Grilled Shrimp Avocado Salsa (Printable Version)

Tender shrimp grilled to perfection paired with creamy avocado and fresh corn salsa for a bright, flavorful dish.

# Ingredients Required:

→ Grilled Shrimp

01 - 454 g large shrimp, peeled and deveined
02 - 15 ml olive oil
03 - 5 ml chili powder
04 - 2.5 ml ground cumin
05 - 2.5 ml smoked paprika
06 - Salt and black pepper, to taste

→ Avocado Corn Salsa

07 - 1 avocado, diced
08 - 240 ml corn kernels (fresh, grilled, or frozen and thawed)
09 - 120 ml cherry tomatoes, halved
10 - 60 ml finely diced red onion
11 - 30 ml chopped cilantro
12 - Juice of 1 lime
13 - Salt, to taste

→ Creamy Sauce

14 - 120 ml sour cream or Greek yogurt
15 - 15 ml mayonnaise
16 - 15 ml lime juice
17 - 5 ml hot sauce
18 - 2.5 ml garlic powder
19 - Salt, to taste

# Guide to Cooking:

01 - Toss shrimp with olive oil, chili powder, cumin, smoked paprika, salt, and black pepper.
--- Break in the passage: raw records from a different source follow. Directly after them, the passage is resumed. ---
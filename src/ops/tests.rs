// SPDX-FileCopyrightText: 2026 Bruno Meilick
// SPDX-License-Identifier: LicenseRef-Nestdraw-FreeUse-NoCopy-NoDerivatives
//
// All rights reserved.
//
// This file is part of Nestdraw and is proprietary software.
// Unauthorized copying, modification, or distribution is prohibited.

use rstest::rstest;

use crate::model::fixtures::{edge, eid, nested_tree, nid, rect};
use crate::model::{DiagramLevel, Point, Size};
use crate::surface::{MemorySurface, RenderSurface};

use super::{apply_ops, ApplyError, ItemKind, ItemRef, NodePatch, Op};

fn surface_with(level: &DiagramLevel) -> MemorySurface {
    let mut surface = MemorySurface::new();
    surface.bind(level);
    surface
}

#[test]
fn add_node_and_edge_report_added_items() {
    let mut surface = surface_with(&DiagramLevel::root());
    let ops = [
        Op::AddNode { node: rect("n1", "One") },
        Op::AddNode { node: rect("n2", "Two") },
        Op::AddEdge { edge_id: eid("e1"), source: nid("n1"), target: nid("n2") },
    ];

    let result = apply_ops(&mut surface, &ops).expect("apply");
    assert_eq!(result.applied, 3);
    assert_eq!(
        result.delta.added,
        vec![ItemRef::Node(nid("n1")), ItemRef::Node(nid("n2")), ItemRef::Edge(eid("e1"))]
    );
    assert_eq!(surface.nodes().len(), 2);
    assert_eq!(surface.edges().len(), 1);
}

#[test]
fn failed_batch_leaves_surface_untouched() {
    let mut surface = surface_with(&nested_tree());
    let before = surface.items();
    let ops = [
        Op::AddNode { node: rect("n9", "Nine") },
        Op::AddEdge { edge_id: eid("e9"), source: nid("n9"), target: nid("ghost") },
    ];

    let err = apply_ops(&mut surface, &ops).expect_err("missing endpoint");
    assert_eq!(err, ApplyError::MissingEndpoint { node_id: nid("ghost") });
    assert_eq!(surface.items(), before);
}

#[test]
fn self_loops_are_rejected() {
    let mut surface = surface_with(&nested_tree());
    let err = apply_ops(
        &mut surface,
        &[Op::AddEdge { edge_id: eid("loop"), source: nid("a"), target: nid("a") }],
    )
    .expect_err("self loop");
    assert_eq!(err, ApplyError::SelfLoop { node_id: nid("a") });
}

#[rstest]
#[case::node(Op::AddNode { node: rect("a", "Again") }, ItemKind::Node)]
#[case::edge(Op::AddEdge { edge_id: eid("e1"), source: nid("b"), target: nid("a") }, ItemKind::Edge)]
fn duplicate_ids_are_rejected(#[case] op: Op, #[case] kind: ItemKind) {
    let mut surface = surface_with(&nested_tree());
    let err = apply_ops(&mut surface, &[op]).expect_err("duplicate");
    assert!(matches!(err, ApplyError::AlreadyExists { kind: k, .. } if k == kind));
}

#[test]
fn remove_node_cascades_edges_and_owned_levels() {
    let mut surface = surface_with(&nested_tree());
    let result =
        apply_ops(&mut surface, &[Op::RemoveNode { node_id: nid("a") }]).expect("remove");

    assert_eq!(result.delta.removed, vec![ItemRef::Node(nid("a")), ItemRef::Edge(eid("e1"))]);
    assert_eq!(result.delta.removed_levels, 2);
    assert!(surface.find_node(&nid("a")).is_none());
    assert!(surface.edges().is_empty());
}

#[test]
fn update_node_applies_patch_and_clamps_size() {
    let mut surface = surface_with(&nested_tree());
    let patch = NodePatch {
        label: Some("Renamed".to_owned()),
        position: Some(Point::new(10.0, 20.0)),
        size: Some(Size::new(5.0, 50.0)),
        font_size: Some(30.0),
        text_color: Some("#1890ff".to_owned()),
    };

    let result =
        apply_ops(&mut surface, &[Op::UpdateNode { node_id: nid("b"), patch }]).expect("update");
    assert_eq!(result.delta.updated, vec![ItemRef::Node(nid("b"))]);

    let b = surface.find_node(&nid("b")).expect("b");
    assert_eq!(b.label(), Some("Renamed"));
    assert_eq!(b.position(), Point::new(10.0, 20.0));
    assert_eq!(b.size(), Some(Size::new(30.0, 50.0)));
    assert_eq!(b.style().font_size(), Some(30.0));
    assert_eq!(b.style().text_color(), Some("#1890ff"));
}

#[rstest]
#[case(NodePatch { font_size: Some(0.0), ..NodePatch::default() })]
#[case(NodePatch { font_size: Some(f64::NAN), ..NodePatch::default() })]
#[case(NodePatch { text_color: Some("blue".to_owned()), ..NodePatch::default() })]
#[case(NodePatch { text_color: Some("#12345".to_owned()), ..NodePatch::default() })]
fn invalid_styles_are_rejected(#[case] patch: NodePatch) {
    let mut surface = surface_with(&nested_tree());
    let err = apply_ops(&mut surface, &[Op::UpdateNode { node_id: nid("b"), patch }])
        .expect_err("invalid style");
    assert!(matches!(err, ApplyError::InvalidStyle { .. }));
}

#[test]
fn missing_items_report_not_found() {
    let mut surface = surface_with(&nested_tree());
    let err = apply_ops(&mut surface, &[Op::RemoveEdge { edge_id: eid("nope") }])
        .expect_err("not found");
    assert_eq!(err, ApplyError::NotFound { kind: ItemKind::Edge, id: "nope".to_owned() });

    let err = apply_ops(
        &mut surface,
        &[Op::UpdateNode { node_id: nid("nope"), patch: NodePatch::default() }],
    )
    .expect_err("not found");
    assert_eq!(err.to_string(), "node not found (id=nope)");
}

#[test]
fn add_then_remove_in_one_batch_cancels_out() {
    let mut surface = surface_with(&DiagramLevel::root());
    let result = apply_ops(
        &mut surface,
        &[Op::AddNode { node: rect("tmp", "Tmp") }, Op::RemoveNode { node_id: nid("tmp") }],
    )
    .expect("apply");
    assert!(result.delta.is_empty());
    assert!(surface.nodes().is_empty());
}

#[test]
fn removing_one_edge_keeps_others() {
    let mut level = nested_tree();
    level.edges_mut().push(edge("e2", "b", "a"));
    let mut surface = surface_with(&level);

    apply_ops(&mut surface, &[Op::RemoveEdge { edge_id: eid("e1") }]).expect("remove");
    assert_eq!(surface.edges().len(), 1);
    assert_eq!(surface.edges()[0].id(), &eid("e2"));
}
Grill over medium-high heat for 2 to 3 minutes per side until shrimp are pink and opaque.
02 - In a bowl, gently mix diced avocado, corn kernels, halved cherry tomatoes, red onion, chopped cilantro, and lime juice. Season with salt to taste.
03 - In a small bowl, combine sour cream or Greek yogurt, mayonnaise, lime juice, hot sauce, garlic powder, and salt. Whisk until smooth.
04 - Divide cooked rice into serving bowls. Top with grilled shrimp and avocado corn salsa. Drizzle with creamy sauce and garnish with extra cilantro or lime wedges if desired.

# Extra Suggestions:

01 - Using fresh grilled corn kernels enhances the salsa's flavor, though frozen kernels are acceptable if properly thawed.